Cette comédie (si c'en est) s'appuie donc sur des procédés humoristiques multiséculaires. La répétition à outrance d'une même action – comme celle, stéréotypée, de couler un cadavre dans le béton d'une fondation – en est un. La profusion des phrases-clichées, des lieux romantiques clichés -  et oui, même Central Park – et des personnages-clichés – le communisme idéaliste, les juifs corrompus, élitistes et/ou arrivistes – en est un. Le décalage, entre la gravité de l'enjeu qui réside dans une parole et la légèreté avec laquelle la prononce l'ignorant, en est un. Mais, dans "Café Society" (et les comédies de Woody Allen en général), le comique reste subtil parce que, s'il résiste à la gravité, il n'en est pas moins fondé sur une réelle réflexion.
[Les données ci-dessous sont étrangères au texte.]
//! SERP provider seam and the DataForSEO HTTP client.

use std::time::Duration;

use async_trait::async_trait;
use reqwest::Client;
use serde_json::{json, Value};
use tracing::{debug, warn};

use crate::error::{AppError, Result};

use super::SerpQuery;

const REQUEST_TIMEOUT: Duration = Duration::from_secs(30);

/// Source of raw SERP data.
#[async_trait]
pub trait SerpProvider: Send + Sync {
    /// Runs one live search and returns the provider's raw JSON.
    async fn search(&self, query: &SerpQuery) -> Result<Value>;
}

/// DataForSEO Google organic live endpoint, authenticated with HTTP basic auth.
pub struct DataForSeoClient {
    client: Client,
    api_url: String,
    credentials: Option<(String, String)>,
}

impl std::fmt::Debug for DataForSeoClient {
    fn fmt(&self, f: &mut std::fmt::Formatter<'_>) -> std::fmt::Result {
        f.debug_struct("DataForSeoClient")
            .field("api_url", &self.api_url)
            .field("credentials", &self.credentials.as_ref().map(|_| "[REDACTED]"))
            .finish()
    }
}

impl DataForSeoClient {
    /// Builds a client. Missing credentials are reported per request rather
    /// than at startup so the rest of the server stays usable.
    pub fn new(api_url: impl Into<String>, login: Option<String>, password: Option<String>) -> Self {
        let client = Client::builder()
            .timeout(REQUEST_TIMEOUT)
            .build()
            .unwrap_or_default();
        Self {
            client,
            api_url: api_url.into(),
            credentials: login.zip(password),
        }
    }

    pub fn from_config(config: &crate::config::Config) -> Self {
        Self::new(
            config.dataforseo_api_url.clone(),
            config.dataforseo_login.clone(),
            config.dataforseo_password.clone(),
        )
    }

    /// The one-element task array the live endpoint expects.
    pub fn request_body(query: &SerpQuery) -> Value {
        json!([{
            "keyword": query.keyword,
            "location_code": query.location_code,
            "language_code": query.language_code,
            "device": query.device.as_str(),
            "os": query.os,
            "depth": query.depth,
        }])
    }
}

#[async_trait]
impl SerpProvider for DataForSeoClient {
    async fn search(&self, query: &SerpQuery) -> Result<Value> {
        let (login, password) = self.credentials.as_ref().ok_or_else(|| {
            AppError::MissingCredentials(
                "DataForSEO credentials are not configured. Please set DATAFORSEO_LOGIN and \
                 DATAFORSEO_PASSWORD in your environment variables."
                    .to_string(),
            )
        })?;

        debug!(keyword = %query.keyword, "requesting live SERP");
        let response = self
            .client
            .post(&self.api_url)
            .basic_auth(login, Some(password))
            .json(&Self::request_body(query))
            .send()
            .await?;

        let status = response.status();
        if !status.is_success() {
            warn!(%status, "DataForSEO request failed");
            return Err(AppError::Upstream(format!("DataForSEO API error: {}", status)));
        }

        response
            .json::<Value>()
            .await
            .map_err(|e| AppError::InvalidUpstreamResponse(format!("Invalid DataForSEO JSON: {}", e)))
    }
}
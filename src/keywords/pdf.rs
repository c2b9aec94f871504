//! PDF text extraction.

use lopdf::Document;
use tracing::debug;

use crate::error::{AppError, Result};

/// Extracts the text of every page, in page order.
pub fn extract_pdf_text(bytes: &[u8]) -> Result<String> {
    let document = Document::load_mem(bytes).map_err(|e| AppError::Pdf(e.to_string()))?;

    let pages: Vec<u32> = document.get_pages().keys().copied().collect();
    if pages.is_empty() {
        return Ok(String::new());
    }

    let text = document
        .extract_text(&pages)
        .map_err(|e| AppError::Pdf(e.to_string()))?;
    debug!(pages = pages.len(), chars = text.len(), "extracted PDF text");
    Ok(text)
}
C'est là que l'on voit toute la difficulté du rôle de critique (auquel Allen se refuse, peut être à juste titre). Le critique (nous) devrait coucher par écrit l'indicible. Pourtant, le génie de Woody Allen tient de sa capacité à communiquer, à lever par image (sans mots) devant nous ce qui grouille dans le silence. La voix-off – celle de Woody Allen au passage – est donc un guide dans la narration … tout comme l'ouverture du film à l'iris indique au spectateur que le cinéma est avant tout un regard, un œil qui scrute un lieu depuis son angle de vue singulier. Les propos des dialogues sont sérieux, mais c'est parce qu'ils sont joués par des personnages légers qui ignorent la gravité de leur parole que nous sommes capables de juger s'ils partent trop loin ou s'ils s'approchent d'une vérité.

La voix-off ne cesse de commenter la société mondaine à laquelle renvoie le titre. Tandis que cette voix extradiégétique nous communique des détails croustillants mais inutiles (donc légers) sur les personnalités présentes dans le club, la caméra effectuent de longs travellings circulaires. Elle se déplace dans la salle, avec autonomie passant de l'un à l'autre. Cette société n'envahit pas la narration. Elle crée une atmosphère de luxe. De fait, même si la discussion de Verinoca et Phil est sans cesse interrompue par l'arrivée vers Phil de gens du cinéma, Kristen Stewart étant alors repoussée en bord-cadre, ceci est avant tout un usage de la répétition comique.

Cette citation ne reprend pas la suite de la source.